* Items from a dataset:
= = = =

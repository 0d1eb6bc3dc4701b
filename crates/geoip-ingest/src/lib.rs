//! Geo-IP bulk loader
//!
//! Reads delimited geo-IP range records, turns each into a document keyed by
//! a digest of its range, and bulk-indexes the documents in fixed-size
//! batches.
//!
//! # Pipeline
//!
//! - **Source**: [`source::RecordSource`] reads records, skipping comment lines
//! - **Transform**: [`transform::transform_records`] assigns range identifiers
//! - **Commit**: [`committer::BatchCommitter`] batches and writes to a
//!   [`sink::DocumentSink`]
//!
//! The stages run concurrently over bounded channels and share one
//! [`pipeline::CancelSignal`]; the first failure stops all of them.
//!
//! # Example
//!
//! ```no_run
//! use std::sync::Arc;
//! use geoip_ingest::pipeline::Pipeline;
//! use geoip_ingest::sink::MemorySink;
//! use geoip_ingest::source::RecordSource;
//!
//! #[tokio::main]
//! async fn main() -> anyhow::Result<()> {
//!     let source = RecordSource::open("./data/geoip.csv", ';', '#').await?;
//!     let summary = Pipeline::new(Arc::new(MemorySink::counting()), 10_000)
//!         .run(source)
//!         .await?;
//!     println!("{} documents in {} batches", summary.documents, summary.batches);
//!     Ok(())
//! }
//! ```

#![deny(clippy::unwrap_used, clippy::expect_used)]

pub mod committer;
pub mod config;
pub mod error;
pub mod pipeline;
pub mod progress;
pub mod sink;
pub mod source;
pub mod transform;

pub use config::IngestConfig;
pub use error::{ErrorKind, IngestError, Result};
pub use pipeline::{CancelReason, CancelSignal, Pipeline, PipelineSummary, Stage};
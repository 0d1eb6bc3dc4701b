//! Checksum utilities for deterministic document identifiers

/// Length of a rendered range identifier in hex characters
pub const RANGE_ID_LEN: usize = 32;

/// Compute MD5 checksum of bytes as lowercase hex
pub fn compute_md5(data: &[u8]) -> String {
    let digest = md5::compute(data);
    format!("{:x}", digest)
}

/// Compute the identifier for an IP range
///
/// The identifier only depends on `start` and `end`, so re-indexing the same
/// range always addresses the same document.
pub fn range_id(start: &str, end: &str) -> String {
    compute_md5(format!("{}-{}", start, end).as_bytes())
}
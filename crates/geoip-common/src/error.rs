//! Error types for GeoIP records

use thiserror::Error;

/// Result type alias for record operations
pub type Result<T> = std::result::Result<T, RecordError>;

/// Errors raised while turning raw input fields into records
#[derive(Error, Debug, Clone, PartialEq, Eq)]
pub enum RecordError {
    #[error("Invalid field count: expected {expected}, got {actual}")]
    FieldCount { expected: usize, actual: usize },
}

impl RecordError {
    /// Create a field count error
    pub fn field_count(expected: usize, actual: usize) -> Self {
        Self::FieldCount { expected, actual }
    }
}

= = = =

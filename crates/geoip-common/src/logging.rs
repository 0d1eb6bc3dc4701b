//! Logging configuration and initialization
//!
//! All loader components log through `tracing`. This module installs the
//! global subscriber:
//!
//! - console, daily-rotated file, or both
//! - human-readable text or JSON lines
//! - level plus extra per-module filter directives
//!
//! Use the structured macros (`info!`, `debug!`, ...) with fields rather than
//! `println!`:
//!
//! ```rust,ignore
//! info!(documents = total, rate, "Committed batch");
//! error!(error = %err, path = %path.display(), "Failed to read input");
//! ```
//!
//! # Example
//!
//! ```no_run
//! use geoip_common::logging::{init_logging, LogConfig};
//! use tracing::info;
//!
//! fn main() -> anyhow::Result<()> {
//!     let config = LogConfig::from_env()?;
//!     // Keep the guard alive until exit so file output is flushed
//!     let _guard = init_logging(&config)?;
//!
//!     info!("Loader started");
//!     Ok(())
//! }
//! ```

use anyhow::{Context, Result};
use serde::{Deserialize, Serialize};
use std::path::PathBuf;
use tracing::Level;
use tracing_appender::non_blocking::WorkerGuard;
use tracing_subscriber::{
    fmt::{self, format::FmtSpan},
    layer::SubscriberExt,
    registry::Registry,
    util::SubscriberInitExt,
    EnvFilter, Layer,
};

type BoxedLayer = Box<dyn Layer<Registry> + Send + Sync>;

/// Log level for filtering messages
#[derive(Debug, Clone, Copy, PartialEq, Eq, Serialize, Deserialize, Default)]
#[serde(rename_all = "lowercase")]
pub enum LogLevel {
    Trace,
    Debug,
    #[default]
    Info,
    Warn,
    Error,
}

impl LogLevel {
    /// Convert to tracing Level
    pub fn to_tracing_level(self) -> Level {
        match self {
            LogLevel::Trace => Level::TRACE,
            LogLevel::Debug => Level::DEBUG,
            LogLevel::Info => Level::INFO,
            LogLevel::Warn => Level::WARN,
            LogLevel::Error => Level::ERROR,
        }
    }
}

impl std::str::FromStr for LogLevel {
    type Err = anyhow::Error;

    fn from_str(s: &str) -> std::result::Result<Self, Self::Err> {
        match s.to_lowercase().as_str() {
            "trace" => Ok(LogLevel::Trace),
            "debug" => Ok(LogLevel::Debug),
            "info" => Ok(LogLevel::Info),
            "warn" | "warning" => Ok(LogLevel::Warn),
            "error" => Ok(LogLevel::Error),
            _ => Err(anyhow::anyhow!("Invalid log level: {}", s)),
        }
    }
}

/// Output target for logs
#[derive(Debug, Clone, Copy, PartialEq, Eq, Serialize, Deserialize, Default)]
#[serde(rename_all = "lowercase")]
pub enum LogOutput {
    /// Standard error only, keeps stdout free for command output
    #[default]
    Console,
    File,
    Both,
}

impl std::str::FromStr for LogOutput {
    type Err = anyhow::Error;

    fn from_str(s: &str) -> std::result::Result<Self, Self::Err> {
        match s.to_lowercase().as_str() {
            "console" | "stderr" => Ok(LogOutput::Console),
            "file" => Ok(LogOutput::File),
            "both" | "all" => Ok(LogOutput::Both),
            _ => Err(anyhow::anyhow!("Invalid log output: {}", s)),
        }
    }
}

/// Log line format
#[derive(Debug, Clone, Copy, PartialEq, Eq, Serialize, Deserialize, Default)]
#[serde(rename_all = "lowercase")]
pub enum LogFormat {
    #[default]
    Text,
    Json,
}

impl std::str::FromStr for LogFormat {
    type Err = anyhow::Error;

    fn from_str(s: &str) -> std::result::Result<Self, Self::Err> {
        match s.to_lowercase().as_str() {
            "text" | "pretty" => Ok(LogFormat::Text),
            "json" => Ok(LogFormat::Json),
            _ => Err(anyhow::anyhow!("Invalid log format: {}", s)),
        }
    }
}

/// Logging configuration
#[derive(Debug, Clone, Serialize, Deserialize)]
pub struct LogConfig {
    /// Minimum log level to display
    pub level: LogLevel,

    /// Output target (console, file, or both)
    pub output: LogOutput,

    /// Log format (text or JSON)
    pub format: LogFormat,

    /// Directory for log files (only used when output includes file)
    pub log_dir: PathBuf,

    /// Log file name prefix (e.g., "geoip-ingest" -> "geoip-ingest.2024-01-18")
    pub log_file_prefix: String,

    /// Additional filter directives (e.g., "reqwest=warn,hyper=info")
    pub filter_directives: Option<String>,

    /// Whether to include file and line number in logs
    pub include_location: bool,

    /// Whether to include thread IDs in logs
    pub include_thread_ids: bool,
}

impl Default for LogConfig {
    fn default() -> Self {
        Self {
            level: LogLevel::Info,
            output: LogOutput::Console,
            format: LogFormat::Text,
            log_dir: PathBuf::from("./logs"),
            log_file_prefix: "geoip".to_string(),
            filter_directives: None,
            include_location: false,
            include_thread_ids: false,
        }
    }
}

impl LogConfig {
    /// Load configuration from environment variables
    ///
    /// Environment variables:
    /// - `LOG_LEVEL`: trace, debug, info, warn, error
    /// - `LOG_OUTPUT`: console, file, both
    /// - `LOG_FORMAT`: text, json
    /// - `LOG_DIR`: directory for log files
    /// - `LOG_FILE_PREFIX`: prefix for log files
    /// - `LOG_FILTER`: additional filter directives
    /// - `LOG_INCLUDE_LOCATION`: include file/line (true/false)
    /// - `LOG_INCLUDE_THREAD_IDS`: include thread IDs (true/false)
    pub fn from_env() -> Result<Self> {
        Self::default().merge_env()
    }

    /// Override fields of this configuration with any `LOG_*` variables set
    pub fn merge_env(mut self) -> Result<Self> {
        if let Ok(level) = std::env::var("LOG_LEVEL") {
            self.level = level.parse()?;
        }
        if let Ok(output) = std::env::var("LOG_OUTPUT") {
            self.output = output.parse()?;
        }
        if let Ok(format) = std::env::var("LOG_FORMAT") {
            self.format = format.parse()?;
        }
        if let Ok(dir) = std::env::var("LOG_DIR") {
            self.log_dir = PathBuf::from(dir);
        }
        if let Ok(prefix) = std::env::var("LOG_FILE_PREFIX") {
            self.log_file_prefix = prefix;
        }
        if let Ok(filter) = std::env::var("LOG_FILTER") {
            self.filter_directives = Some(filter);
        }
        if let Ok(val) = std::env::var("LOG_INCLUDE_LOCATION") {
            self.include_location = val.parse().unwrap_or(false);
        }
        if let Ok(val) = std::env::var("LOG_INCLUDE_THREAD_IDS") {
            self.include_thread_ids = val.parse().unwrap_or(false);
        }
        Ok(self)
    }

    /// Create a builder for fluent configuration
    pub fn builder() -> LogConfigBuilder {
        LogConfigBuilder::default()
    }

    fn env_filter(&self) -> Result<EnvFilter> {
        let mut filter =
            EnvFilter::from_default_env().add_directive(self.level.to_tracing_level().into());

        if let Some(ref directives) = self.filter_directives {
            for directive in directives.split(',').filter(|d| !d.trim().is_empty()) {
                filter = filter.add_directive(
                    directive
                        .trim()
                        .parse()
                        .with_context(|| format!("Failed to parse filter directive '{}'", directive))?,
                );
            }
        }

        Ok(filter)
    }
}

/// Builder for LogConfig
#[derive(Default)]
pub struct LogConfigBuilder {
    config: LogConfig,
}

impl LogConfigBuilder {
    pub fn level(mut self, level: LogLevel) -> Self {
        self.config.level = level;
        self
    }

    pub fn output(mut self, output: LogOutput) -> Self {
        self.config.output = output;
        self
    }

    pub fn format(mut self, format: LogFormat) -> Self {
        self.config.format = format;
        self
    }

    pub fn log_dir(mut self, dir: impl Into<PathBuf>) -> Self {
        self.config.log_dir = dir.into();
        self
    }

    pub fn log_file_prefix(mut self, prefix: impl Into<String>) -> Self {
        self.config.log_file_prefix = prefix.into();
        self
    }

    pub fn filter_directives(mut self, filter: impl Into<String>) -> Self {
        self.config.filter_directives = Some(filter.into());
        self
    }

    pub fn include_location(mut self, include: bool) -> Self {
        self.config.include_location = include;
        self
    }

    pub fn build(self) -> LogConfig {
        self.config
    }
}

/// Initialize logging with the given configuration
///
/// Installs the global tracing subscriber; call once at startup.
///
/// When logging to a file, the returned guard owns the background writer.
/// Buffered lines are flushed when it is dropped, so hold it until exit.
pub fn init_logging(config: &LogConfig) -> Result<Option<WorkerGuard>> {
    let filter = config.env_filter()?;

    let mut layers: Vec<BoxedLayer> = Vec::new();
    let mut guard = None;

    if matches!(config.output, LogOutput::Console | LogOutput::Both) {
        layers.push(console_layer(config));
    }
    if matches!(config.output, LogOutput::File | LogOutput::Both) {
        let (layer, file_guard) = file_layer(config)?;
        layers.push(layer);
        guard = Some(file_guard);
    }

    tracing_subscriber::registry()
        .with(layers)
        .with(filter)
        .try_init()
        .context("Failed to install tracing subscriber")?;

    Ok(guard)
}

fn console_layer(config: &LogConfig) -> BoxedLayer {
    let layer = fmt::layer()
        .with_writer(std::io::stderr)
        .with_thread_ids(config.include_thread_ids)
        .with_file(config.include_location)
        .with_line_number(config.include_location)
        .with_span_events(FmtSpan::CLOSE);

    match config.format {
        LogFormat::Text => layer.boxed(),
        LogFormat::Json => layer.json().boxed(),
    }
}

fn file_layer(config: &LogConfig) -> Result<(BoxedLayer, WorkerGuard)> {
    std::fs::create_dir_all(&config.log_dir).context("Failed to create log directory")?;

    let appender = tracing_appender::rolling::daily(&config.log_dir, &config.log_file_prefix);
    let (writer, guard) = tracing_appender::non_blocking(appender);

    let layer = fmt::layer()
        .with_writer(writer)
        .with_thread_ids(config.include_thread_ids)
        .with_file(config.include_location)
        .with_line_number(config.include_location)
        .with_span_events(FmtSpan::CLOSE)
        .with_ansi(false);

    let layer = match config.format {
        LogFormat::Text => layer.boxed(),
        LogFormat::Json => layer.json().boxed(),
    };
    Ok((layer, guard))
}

= = = =

* Work instructions:
For each line above that includes "PathBuf", copy the line.

* Task output:
use std::path::PathBuf;
    pub log_dir: PathBuf,
            log_dir: PathBuf::from("./logs"),
            self.log_dir = PathBuf::from(dir);
    pub fn log_dir(mut self, dir: impl Into<PathBuf>) -> Self {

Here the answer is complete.